No nos enredemos: en su fondo es lo mismo, y lo importante es celebrarlo. Lo único que cambia es el contexto interpretativo dependiendo la cultura del celebrante. Lo que importa es abrirse y bendecir la energía -la luz solar- que se renueva en cada solsticio de invierno. Claro, uno es la celebración mapuche del Año Nuevo y la otra una estrategia criolla-católica para seguir siendo los chilenos “hombres y mujeres de la tierra”. A inicios de la Colonia, la noche del 21 astutamente se hizo coincidir con la noche del 23 para que la fiesta del we tripantu pasara “piola”.
El sol comienza a nacer tímidamente y empiezan a alargarse los días: las sombras avanzan “una pata de gallo” cada día, decían los antiguos kimche, a partir de esa noche del 21. En este nuevo período, la Tierra comenzará a limpiarse con el agua que envía la Füta Newen (“La gran Energía”) a través del Ngenko (‘el espíritu del agua’), humedad que junto al leve calorcito del sol, provocará el nuevo ciclo de preparación del suelo, preparándose la Naturaleza para otro ciclo. Esta noche se dejaba una rama de canelo dentro del muday (en el Ñuble de los campos, una ramita de ajenjo y romero dentro del vino) todos se bañaban muy al alba, justo cuando las Pléyades o “las Cabrillas” impregnaban de salud máxima a las cascadas y esteros. Fiesta para todos, puesto que toda la Tierra se beneficia del Sol, que es el padre que aporta, a través de su energía masculina (opuesta y complementaria a la Tierra femenina), para que se produzcan alimentos para todos los seres vivos, no solo a los humanos.
Por tanto, el We tripantu, el Año Nuevo mapuche, es una fiesta de agradecimiento por la vida que se renueva. Se dialoga con el Sol, y se está contento de que vuelva, y con él los humanos -y todo lo que tenga vida- sienten que vuelven a crecer. Durante este día -y hoy Ud. y todos podemos volver a hacerlo- de preferencia se comían huevos, y se renovaba el ajuar: se tiraba la ropa vieja para que se la llevara el agua y se lucía una prenda recién tejida.

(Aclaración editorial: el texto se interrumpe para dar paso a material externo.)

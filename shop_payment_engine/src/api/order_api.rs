use std::{fmt::Debug, time::Duration};

use log::*;

use crate::{
    api::errors::OrderApiError,
    db_types::{NewOrder, NewOrderItem, Order, OrderId, OrderStatusType, PaymentMethod},
    helpers::new_order_id,
    order_objects::{FullOrder, OrderQueryFilter, OrderRequest},
    traits::{OrderStore, OrderStoreError, ProductCatalog},
    vnpay::{intent, intent::PaymentIntent, VnPayConfig},
};

const DEFAULT_CATALOG_TIMEOUT: Duration = Duration::from_secs(5);

/// `OrderApi` is the storefront façade: order creation with server-side price recomputation,
/// payment-intent construction, the admin status transitions and the read-only projections.
pub struct OrderApi<B> {
    db: B,
    vnpay: VnPayConfig,
    catalog_timeout: Duration,
}

impl<B> Debug for OrderApi<B> {
    fn fmt(&self, f: &mut std::fmt::Formatter<'_>) -> std::fmt::Result {
        write!(f, "OrderApi")
    }
}

impl<B> OrderApi<B> {
    pub fn new(db: B, vnpay: VnPayConfig) -> Self {
        Self { db, vnpay, catalog_timeout: DEFAULT_CATALOG_TIMEOUT }
    }

    pub fn with_catalog_timeout(mut self, timeout: Duration) -> Self {
        self.catalog_timeout = timeout;
        self
    }
}

impl<B> OrderApi<B>
where B: OrderStore + ProductCatalog
{
    /// Prices the submitted items against the catalog, snapshotting the authoritative unit prices.
    ///
    /// Each lookup is bounded by the catalog timeout; if the catalog does not answer, the order is
    /// not created (no partial state exists at this point, nothing has been persisted).
    async fn price_items(&self, request: &OrderRequest) -> Result<Vec<NewOrderItem>, OrderApiError> {
        let mut items = Vec::with_capacity(request.items.len());
        for item in &request.items {
            let product = tokio::time::timeout(self.catalog_timeout, self.db.fetch_product(&item.product_id))
                .await
                .map_err(|_| {
                    warn!("📦️ Catalog lookup for {} timed out", item.product_id);
                    OrderApiError::CatalogTimeout(item.product_id.clone())
                })??
                .ok_or_else(|| OrderApiError::ProductNotFound(item.product_id.clone()))?;
            items.push(NewOrderItem {
                product_id: item.product_id.clone(),
                quantity: item.quantity,
                unit_price: product.price,
            });
        }
        Ok(items)
    }

    async fn full_order(&self, order: Order) -> Result<FullOrder, OrderApiError> {
        let items = self.db.fetch_order_items(&order.order_id).await?;
        Ok(FullOrder { order, items })
    }

    /// Creates a cash-on-delivery order in `Created` status.
    pub async fn create_order(&self, request: OrderRequest) -> Result<FullOrder, OrderApiError> {
        let items = self.price_items(&request).await?;
        let order = NewOrder::new(new_order_id(), request.user_id, request.shipping, request.payment_method)
            .with_items(items);
        order.validate().map_err(OrderStoreError::ValidationError)?;
        let order = self.db.insert_order(order).await?;
        debug!("📦️ Order {} created for user {} ({})", order.order_id, order.user_id, order.total_price);
        self.full_order(order).await
    }

    /// Creates a bank-transfer payment intent.
    ///
    /// The order is durably persisted in `AwaitingPayment` with its transaction reference before
    /// the redirect URL is returned; an IPN can therefore never arrive for an order that does not
    /// exist. If persistence fails, no URL is handed out and the buyer is not redirected.
    pub async fn create_payment_intent(
        &self,
        mut request: OrderRequest,
        client_ip: &str,
    ) -> Result<(FullOrder, PaymentIntent), OrderApiError> {
        request.payment_method = PaymentMethod::BankTransfer;
        let items = self.price_items(&request).await?;
        let txn_ref = intent::new_txn_ref();
        let order = NewOrder::new(new_order_id(), request.user_id, request.shipping, request.payment_method)
            .with_items(items)
            .awaiting_payment(txn_ref.clone());
        order.validate().map_err(OrderStoreError::ValidationError)?;
        let order = self.db.insert_order(order).await?;
        let redirect_url = intent::build_redirect_url(&self.vnpay, &order, &txn_ref, client_ip);
        info!("🏦️ Payment intent [{txn_ref}] created for order {} ({})", order.order_id, order.total_price);
        let full = self.full_order(order).await?;
        Ok((full, PaymentIntent { redirect_url, txn_ref }))
    }

    pub async fn order_with_items(&self, order_id: &OrderId) -> Result<Option<FullOrder>, OrderApiError> {
        match self.db.fetch_order_by_id(order_id).await? {
            Some(order) => Ok(Some(self.full_order(order).await?)),
            None => Ok(None),
        }
    }

    pub async fn orders_for_user(&self, user_id: &str) -> Result<Vec<Order>, OrderApiError> {
        Ok(self.db.fetch_orders_for_user(user_id).await?)
    }

    pub async fn search_orders(&self, query: OrderQueryFilter) -> Result<Vec<Order>, OrderApiError> {
        Ok(self.db.search_orders(query).await?)
    }

    /// Applies an administrator-initiated status change.
    ///
    /// Only the edges in this table are legal; everything else fails with `IllegalTransition`:
    ///
    /// | From    | To        |
    /// |---------|-----------|
    /// | Created | Fulfilled |
    /// | Created | Cancelled |
    /// | Paid    | Fulfilled |
    ///
    /// Payment-driven transitions (`AwaitingPayment` → `Paid`/`PaymentFailed`) belong exclusively
    /// to the reconciler and cannot be made here.
    pub async fn update_order_status(
        &self,
        order_id: &OrderId,
        new_status: OrderStatusType,
    ) -> Result<Order, OrderApiError> {
        let order = self
            .db
            .fetch_order_by_id(order_id)
            .await?
            .ok_or_else(|| OrderApiError::OrderNotFound(order_id.clone()))?;
        use OrderStatusType::*;
        let legal = matches!((order.status, new_status), (Created, Fulfilled) | (Created, Cancelled) | (Paid, Fulfilled));
        if !legal {
            return Err(OrderApiError::IllegalTransition { from: order.status, to: new_status });
        }
        match self.db.update_order_status(order.id, order.status, new_status).await? {
            Some(updated) => {
                info!("📦️ Admin moved order {} from {} to {}", updated.order_id, order.status, new_status);
                Ok(updated)
            },
            // Lost the race against a concurrent transition; report against the fresh status.
            None => {
                let fresh = self
                    .db
                    .fetch_order_by_id(order_id)
                    .await?
                    .ok_or_else(|| OrderApiError::OrderNotFound(order_id.clone()))?;
                Err(OrderApiError::IllegalTransition { from: fresh.status, to: new_status })
            },
        }
    }

    pub fn db(&self) -> &B {
        &self.db
    }
}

Para llamar lluvia y no sea un año seco, se danzaba a pie descalzo, para así, además, tomar el rocío poderoso por la planta de los pies y hacer comunicación entre el cielo y la tierra. Porque somos conectores, con ayuda del kultrun que sigue el ritmo del corazón en dos tonos, uno más lento y constante y otro más rápido, lo humano se sintoniza de nuevo con el pulso del Universo.
Nuestro We-tripantu mapuche, de a poco fue siendo complementado por otras costumbres, entre esas, la de azotar los árboles infértiles y que la mujer los defienda. Resultado, tal como yo lo viví en mi infancia, el naranjo o el peral que nunca daba ese verano se llenaba de frutos. O el verse la suerte la noche del 23 de junio, el oráculo de colocar tintas en un papel, pelar papas de tres maneras, poner los pies en un recipiente con agua y mirarse al espejo y allí ver cómo viene el año. ¿Muy “volado” o demasiado supersticiosas estas campesinas prácticas? Muy relativo, dado que este moderno mundito del auto o del celular que creemos estar viviendo, la circunstancia visible, es apenas una pequeñísima rebanada de la realidad. Solo percibimos un porcentaje de 1 en 10 billones del espectro electromagnético, por citar so lo un ejemplo. Nuestro sensorium es suficiente para movernos en nuestro ecosistema, pero no más, dado que el 99.9% de los átomos están constituidos por espacio vacío. Y el 96% del universo es invisible, está compuesto de materia y energía oscura, mayormente desconocida para la ciencia. Por eso quizás, antes, con la mente limpia del basural tecnológico, podíamos ver la Flor de la higuera blanca que esa noche recorre toda la mata, y que como Santo Grial hace digno del Cielo al que la ve.